É claro que todo pesquisador
que se proponha a estudar um
personagem já sabe de antemão que terá de enfrentar os
que o amam e os que o odeiam,
mas, no caso de Rondon, Diacon diz que se deparou com um
verdadeiro abismo. "Parecia
que eu estava diante de duas
pessoas completamente diferentes", contou o pesquisador e
vice-reitor da Universidade do
Tennessee à Folha.
Afinal, existem os que o admiram pela convicção com que
defendeu a expansão de uma
determinada idéia de Brasil por
rincões afastados do país e os
que o acusam de tentar aculturar e assimilar os indígenas "na
marra". Conseqüentemente,
de um lado uma literatura hagiográfica, e, de outro, uma visão revisionista.
Diacon apostou num ângulo
que considera pouco explorado
pelos estudiosos brasileiros, o
da análise de como o positivismo definiu o modo de pensar e de agir do personagem ao longo de sua vida.
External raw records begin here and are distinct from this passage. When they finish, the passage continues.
//! Stratum Scene -- layered 2D entity management with per-frame collisions.
//!
//! A [`World`](world::World) holds an ordered list of
//! [`Layer`](layer::Layer)s; each layer holds an ordered list of entities and
//! decorations. Once per frame the world updates every layer, and every layer
//! updates its entities, rebuilds a brute-force
//! [`CollisionIndex`](collision::CollisionIndex) from their current shapes,
//! and notifies each entity of every other entity it overlaps.
//!
//! # Quick Start
//!
//! ```
//! use stratum_scene::prelude::*;
//!
//! let mut world = World::new();
//! let layer = world.add_layer();
//!
//! let a = world
//!     .spawn_into(layer, Entity::from_shape(Shape::circle((0.0, 0.0), 5.0)))
//!     .unwrap();
//! let b = world
//!     .spawn_into(layer, Entity::from_shape(Shape::circle((8.0, 0.0), 5.0)))
//!     .unwrap();
//!
//! let report = world.update(1.0 / 60.0);
//! assert_eq!(report.collisions(), 2);
//!
//! world.entity_mut(a).unwrap().destroy();
//! world.update(1.0 / 60.0);
//! assert!(world.entity(a).is_none());
//! assert!(world.entity(b).is_some());
//! ```

#![deny(unsafe_code)]

pub mod collision;
pub mod command;
pub mod decoration;
pub mod entity;
pub mod geometry;
pub mod input;
pub mod layer;
pub mod store;
pub mod world;

// ---------------------------------------------------------------------------
// Error types
// ---------------------------------------------------------------------------

/// Errors produced by scene operations.
///
/// All of them report a caller mistake; none is retryable.
#[derive(Debug, Clone, PartialEq, thiserror::Error)]
pub enum SceneError {
    /// The item is already a member of this layer.
    #[error("item {item} is already in {layer}")]
    DuplicateItem {
        item: store::ItemId,
        layer: layer::LayerId,
    },

    /// The item is not a member of this layer.
    #[error("item {item} is not in {layer}")]
    ItemNotFound {
        item: store::ItemId,
        layer: layer::LayerId,
    },

    /// A collision shape was configured with an unrecognised tag.
    #[error("collision shape must be \"rectangle\", \"circle\" or an explicit shape, got {value:?}")]
    InvalidShapeKind { value: String },

    /// The id does not resolve to a live item (stale or never allocated).
    #[error("item {item} does not exist (stale or never allocated)")]
    StaleItem { item: store::ItemId },

    /// The item is a member of a different layer.
    #[error("item {item} already belongs to {layer}")]
    AttachedElsewhere {
        item: store::ItemId,
        layer: layer::LayerId,
    },

    /// A layer handed to a world must be empty; its members' ids would
    /// resolve against the world's store.
    #[error("{layer} already holds {members} items and cannot join a world")]
    LayerNotEmpty {
        layer: layer::LayerId,
        members: usize,
    },

    /// No layer with this id in the world.
    #[error("{layer} is not part of this world")]
    UnknownLayer { layer: layer::LayerId },
}

// ---------------------------------------------------------------------------
// Prelude
// ---------------------------------------------------------------------------

/// Convenience re-exports for common usage.
pub mod prelude {
    pub use crate::collision::CollisionIndex;
    pub use crate::command::{ApplyReport, LayerCommand, LayerCommands};
    pub use crate::decoration::{Anchor, Color, Decoration, HAlign, VAlign};
    pub use crate::entity::{Behavior, Body, Contact, Entity, Inert, Lifecycle};
    pub use crate::geometry::{Shape, ShapeKind, Vec2, Visual};
    pub use crate::input::{KeyAction, KeyCode, KeyEvent, Modifiers};
    pub use crate::layer::{FrameReport, Layer, LayerId, LayerMut};
    pub use crate::store::{Item, ItemId, ItemStore};
    pub use crate::world::{World, WorldConfig, WorldId, WorldReport};
    pub use crate::SceneError;
}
"O positivismo, a idéia de que
poderia "melhorar" o Brasil por
meios científicos, levando o
que acreditava ser a civilização
para a selva, tornou-se uma
verdadeira obsessão para Rondon", diz Diacon. "Sem essa
inspiração, ele jamais teria se
armado de forças para enfrentar as dificuldades que encontrou", completa.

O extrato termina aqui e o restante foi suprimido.